Banking the unbanked
Mobile money continues to expand the reach of financial services in highly unbanked Africa. According to Frans Prinsloo, Managing Director at Hollard International, South Africa’s largest privately-owned insurance group, “The rapid uptake of mobile telephony, the introduction of smart phones and cloud computing, and the availability of affordable data have forever changed the financial services landscape.”
Today, the number of active Mobile Money accounts globally now exceeds 100 million and sub-Saharan Africa accounts for more than half (53 percent).
“Cash is increasingly becoming an obsolete technology as the developing world sprints ahead of the developed in its adoption of Mobile Money,” Ahmed of WorldRemit further explains.
Bill Gates recently made a big bet that by 2030, almost everyone will have a mobile money account. “Not having access to a range of cheap and easy financial services makes it much more difficult to be poor.
“Traditional banks cannot afford to serve the poor because of their costs. That’s why 2.5 billion adults don’t currently have a bank account,” Gates stressed.

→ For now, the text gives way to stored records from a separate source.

//! Network connection implementation for websocket transport.
//!
//! This is a websocket connection running over TCP. Encryption is not enabled. Only text messages
//! are used, each holding one JSON-encoded `{"event", "payload"}` frame. A client sending anything
//! which doesn't decode as an up message has its connection closed.
//!
//! Internals
//! ---------
//!
//! The bind task accepts TCP streams, and then spawns a new receive task for each stream. The
//! receive task is the only task that generates network events for the connection. The receive
//! task does the ws handshake, creates the connection, and spawns the send task. Once the send
//! task is spawned it is the only task that sends data on the stream.
//!
//! The receive task has associated with it a shared `Notify` that is used to put it into the
//! shutdown state. This can be called from the connection handle if killed, from the network
//! server if dropped, or from the send task if it errors. Upon entering this state, it destroys
//! the connection and uses a second `Notify` to put the send task into its own shutdown state, in
//! which it attempts to gracefully close the websocket connection on a timeout, then dies.
//!
//! Additionally, a bound-length channel is shared between the receive and send tasks for the
//! receive task to convey to the send task pong messages it should send in response to pings.

use super::*;
use std::{
    sync::Once,
    time::Duration,
    convert::Infallible,
    cmp::min,
    future::Future,
};
use tokio::{
    sync::{
        mpsc::{
            Receiver,
            UnboundedSender,
            UnboundedReceiver,
            channel,
            unbounded_channel,
        },
        Notify,
    },
    net::{TcpListener, TcpStream},
    time::{
        Instant,
        sleep,
        timeout,
        timeout_at,
    },
};
use tokio_tungstenite::{
    tungstenite::{
        protocol::{
            frame::{
                coding::CloseCode,
                CloseFrame,
            },
            WebSocketConfig,
        },
        error::Error as TungsteniteError,
        Message,
    },
    accept_async_with_config,
    WebSocketStream,
};
use futures::{
    sink::{Sink, SinkExt},
    stream::StreamExt,
    future::pending,
};
use anyhow::{Error, anyhow};


// 1 MiB. maximum message size we tell the websocket implementation to be willing to receive.
const RECEIVE_LIMIT: usize = 1 << 20;

// exponential backoff parameters for various failures in accepting new TCP connections
const BIND_BACKOFF_MIN: Duration = Duration::from_millis(100);
const BIND_BACKOFF_MAX: Duration = Duration::from_secs(60);

// timeout for the websocket handshake to complete after a TCP connection is established
const HANDSHAKE_TIMEOUT: Duration = Duration::from_secs(60);

// timeout for attempting to send a close frame on a websocket connection.
const SEND_CLOSE_TIMEOUT: Duration = Duration::from_secs(10);

// number of simultaneous ping pong messages the server will buffer for sending back in a response
// before backpressure is triggered on receive from the websocket connection.
const PING_PONG_BUFFER_LIMIT: usize = 10;


// slab entry inner type for websocket connections.
pub(super) struct SlabEntry {
    // notify to put the recv task into the shutdown state
    send_shutdown_recv: Arc<Notify>,
}

impl SlabEntry {
    // called upon network shutdown
    pub(super) fn shutdown(&self) {
        self.send_shutdown_recv.notify_one();
    }
}

// connection inner type for websocket connections
#[derive(Debug, Clone)]
pub(super) struct Connection {
    // sender for queue of encoded frames to send
    send_send: UnboundedSender<String>,
    // notify to put the recv task into the shutdown state
    send_shutdown_recv: Arc<Notify>,
}

// general module-level shared context
struct WsShared {
    // the network server shared state struct
    ns_shared: Arc<NetworkServerSharedState>,
    // handle to the tokio runtime for spawning tasks
    rt: Handle,
}


impl Connection {
    // see outer type
    pub(super) fn send(&self, frame: String) -> Result<(), Error> {
        self.send_send
            .send(frame)
            .map_err(|_| anyhow!("connection closed"))
    }

    // see outer type
    pub(super) fn kill(&self) {
        self.send_shutdown_recv.notify_one();
    }

    // connection with no socket behind it, for tests
    #[cfg(test)]
    pub(super) fn detached() -> (Self, UnboundedReceiver<String>, Arc<Notify>) {
        let (send_send, recv_send) = unbounded_channel();
        let send_shutdown_recv = Arc::new(Notify::new());
        let connection = Connection {
            send_send,
            send_shutdown_recv: Arc::clone(&send_shutdown_recv),
        };
        (connection, recv_send, send_shutdown_recv)
    }
}

// bind to address and start accepting connections on it
pub(super) fn bind(ns_shared: &Arc<NetworkServerSharedState>, bind_to: String, rt: &Handle) {
    let mut lock = ns_shared.lockable.lock();
    if lock.shut_down {
        return;
    }

    // spawn the accept task
    let join_accept = rt.spawn(accept_task(
        Arc::new(WsShared {
            ns_shared: Arc::clone(ns_shared),
            rt: rt.clone(),
        }),
        bind_to,
    ));

    // store its abort handle for when the network server closes
    lock.bind_abort_handles.push(join_accept.abort_handle());
}

// body of the task to bind to the TCP port and start accepting new connections
async fn accept_task(ws_shared: Arc<WsShared>, bind_to: String) {
    // keep trying the inner part
    let mut backoff = BIND_BACKOFF_MIN;
    loop {
        // try until error
        let attempt_start = Instant::now();
        let result = try_accept_task_inner(&ws_shared, &bind_to).await;
        let attempt_elapsed = attempt_start.elapsed();

        // log error
        let e = match result {
            Ok(never) => match never {},
            Err(e) => e,
        };
        error!(%e, %bind_to, "websocket accept task error (retrying in {:.3} s)", backoff.as_secs_f32());

        // backoff sleep
        sleep(backoff).await;

        // increase the backoff, unless the attempt ran for a long time, in which case reset it
        if attempt_elapsed > BIND_BACKOFF_MAX {
            backoff = BIND_BACKOFF_MIN;
        } else {
            backoff = min(backoff * 2, BIND_BACKOFF_MAX);
        }
    }
}

// inner part of the accept task which gets retried if fails
async fn try_accept_task_inner(
    ws_shared: &Arc<WsShared>,
    bind_to: &str,
) -> Result<Infallible, Error> {
    // TCP bind
    let listener = TcpListener::bind(bind_to).await?;
    let addr = listener.local_addr()?;
    info!(%addr, "listening for websocket connections");

    // accept connections
    loop {
        // spawn the receive task for each
        let (tcp, peer) = listener.accept().await?;
        trace!(%peer, "accepted TCP connection");
        ws_shared.rt.spawn(recv_task(Arc::clone(ws_shared), tcp));
    }
}

// body of the receive task for a connection
//
// 1. does the ws handshake
// 2. spawns the corresponding send task
// 3. switches to itself doing the receive loop
async fn recv_task(ws_shared: Arc<WsShared>, tcp: TcpStream) {
    // attempt to disable nagling
    try_denagle(&tcp);

    // attempt to do the ws handshake (with timeout)
    let ws = match try_handshake(tcp).await {
        Some(ws) => ws,
        // if handshake failed, the task can just stop here
        None => return,
    };

    // split this beast in twain and in twixt
    let (ws_send, mut ws_recv) = ws.split();

    // construct channels for communicating with tasks

    // (send/recv)_shutdown_recv tells the recv task to shut down
    let send_shutdown_recv_1 = Arc::new(Notify::new());
    let send_shutdown_recv_2 = Arc::clone(&send_shutdown_recv_1);
    let send_shutdown_recv_3 = Arc::clone(&send_shutdown_recv_1);
    let recv_shutdown_recv = Arc::clone(&send_shutdown_recv_1);
    // (send/recv)_shutdown_send tells the send task to shut down
    let send_shutdown_send = Arc::new(Notify::new());
    let recv_shutdown_send = Arc::clone(&send_shutdown_send);
    // (send/recv)_pong tells the send task to send a pong message
    let (send_pong, recv_pong) = channel(PING_PONG_BUFFER_LIMIT);
    // (send/recv)_send tells the send task to send an application message
    let (send_send, recv_send) = unbounded_channel();

    // create the connection
    let conn_idx = create_conn(
        &ws_shared.ns_shared,
        SlabEntry { send_shutdown_recv: send_shutdown_recv_1 },
        super::Connection(Connection {
            send_send,
            send_shutdown_recv: send_shutdown_recv_2,
        }),
    );
    let conn_idx = match conn_idx {
        Some(conn_idx) => conn_idx,
        // this case happens if the whole network server is shutting down. just drop everything.
        None => return,
    };

    // spawn the send task
    ws_shared.rt.spawn(send_task(
        ws_send,
        send_shutdown_recv_3,
        recv_shutdown_send,
        recv_pong,
        recv_send,
    ));

    // enter receive task event loop, break loop when connection should be shut down
    loop {
        // try to receive a message, break loop if told to shut down
        let result = tokio::select! {
            biased;
            _ = recv_shutdown_recv.notified() => break,
            result = ws_recv.next() => result,
        };

        // try to extract ok result, log and break loop on error or end of stream
        let msg = match result {
            Some(Ok(msg)) => msg,
            Some(Err(e)) => {
                trace!(%e, "ws error receiving message (killing connection)");
                break;
            }
            None => break,
        };

        // try to extract application message
        let text = match msg {
            Message::Text(text) => text,
            Message::Ping(payload) => {
                // in the event of a ping, try to tell the send task to send a pong
                tokio::select! {
                    _ = send_pong.send(payload) => (),
                    // but if gets blocked on ping-pong buffer backpressure, and then told to shut
                    // down while still blocking on that, break loop
                    _ = recv_shutdown_recv.notified() => break,
                };

                // upon successfully forwarding ping pong, continue loop
                continue;
            }
            Message::Pong(_) => continue,
            // if connection closed on ws level, break loop
            Message::Close(_) => break,
            // if any other type of message received, break loop
            _ => {
                trace!("invalid ws msg type received (killing connection)");
                break;
            }
        };

        // try to decode up msg, on error log and break loop
        let msg: UpMsg = match serde_json::from_str(&text) {
            Ok(msg) => msg,
            Err(e) => {
                debug!(%e, conn_idx, "error decoding up msg (killing connection)");
                break;
            }
        };

        // finally, we can send the received message to the server loop
        ws_shared.ns_shared.server_send.send(
            ServerEvent::Network(NetworkEvent::Message(conn_idx, msg)),
            EventPriority::Network,
            None,
        );
    }

    // loop is broken, so shut down connection
    drop(ws_recv);
    send_shutdown_send.notify_one();
    destroy_conn(&ws_shared.ns_shared, conn_idx);
}

// body of the send task for a connection
async fn send_task<W: Sink<Message, Error=TungsteniteError> + Unpin>(
    mut ws_send: W,
    send_shutdown_recv: Arc<Notify>,
    shutdown_send: Arc<Notify>,
    mut recv_pong: Receiver<Vec<u8>>,
    mut recv_send: UnboundedReceiver<String>,
) {
    // enter send task event loop
    loop {
        // determine what message we should send, or early return
        let msg = tokio::select! {
            biased;
            // send task was told to shut down by recv task
            _ = shutdown_send.notified() => {
                try_close(&mut ws_send, None).await;
                return;
            },
            // respond to a ping with a pong
            payload = some_or_pending(recv_pong.recv()) => Message::Pong(payload),
            // send already-encoded frame
            frame = some_or_pending(recv_send.recv()) => Message::Text(frame),
        };

        // try to send the message
        tokio::select! {
            result = ws_send.send(msg) => {
                if let Err(e) = result {
                    // if encounter error sending it, kill the connection
                    trace!(%e, "ws error sending message (killing connection)");
                    send_shutdown_recv.notify_one();
                    return;
                }
            }
            // if send task told to shut down by recv task while waiting for message to send, then
            // shut down.
            _ = shutdown_send.notified() => {
                try_close(&mut ws_send, None).await;
                return;
            }
        }
    }
}

// wrapper around a future option that resolves to the some value or pends forever
async fn some_or_pending<T, F: Future<Output=Option<T>>>(option: F) -> T {
    match option.await {
        Some(t) => t,
        None => pending().await,
    }
}

// attempt to disable nagling, log error on failure
fn try_denagle(tcp: &TcpStream) {
    if let Err(e) = tcp.set_nodelay(true) {
        static WARN_DENAGLE_FAILED: Once = Once::new();
        WARN_DENAGLE_FAILED.call_once(|| warn!(%e, "failed to disable nagling"));
    }
}

// attempt to do a ws handshake on the TCP stream with a timeout, logging failure
async fn try_handshake(tcp: TcpStream) -> Option<WebSocketStream<TcpStream>> {
    let deadline = Instant::now() + HANDSHAKE_TIMEOUT;
    let config = WebSocketConfig {
        max_message_size: Some(RECEIVE_LIMIT),
        ..Default::default()
    };
    match timeout_at(deadline, accept_async_with_config(tcp, Some(config))).await {
        Ok(Ok(ws)) => Some(ws),
        Ok(Err(e)) => {
            trace!(%e, "ws-level handshake error");
            None
        }
        Err(_) => {
            trace!("ws handshake timeout");
            None
        }
    }
}

// attempt to elegantly close a websocket connection by sending a close message, with a timeout. if
// `reason` is given it will be sent in a close frame to the client.
async fn try_close<W>(ws: &mut W, reason: Option<&'static str>)
where
    W: Sink<Message, Error=TungsteniteError> + Unpin,
{
    trace!(?reason, "sending ws close frame");
    let close_frame = reason
        .map(|reason| CloseFrame {
            code: CloseCode::Invalid,
            reason: reason.into(),
        });
    match timeout(SEND_CLOSE_TIMEOUT, ws.send(Message::Close(close_frame))).await {
        Ok(Ok(())) => (),
        Ok(Err(e)) => trace!(%e, "error sending close frame"),
        Err(_) => trace!("timeout sending close frame"),
    }
}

Mobile money is affording the poor access to more financial services everyday. From savings account to credit insurance, the technology is saving Africa, a continent where nearly 50 percent of its population are resident in rural communities.
However, there is still a long way to go to finally establish a robust cross-border transaction market using mobile technology. Although its potential to lower costs is undisputed, its use remains limited due to the regulatory burden related to combating money laundering and terrorist financing.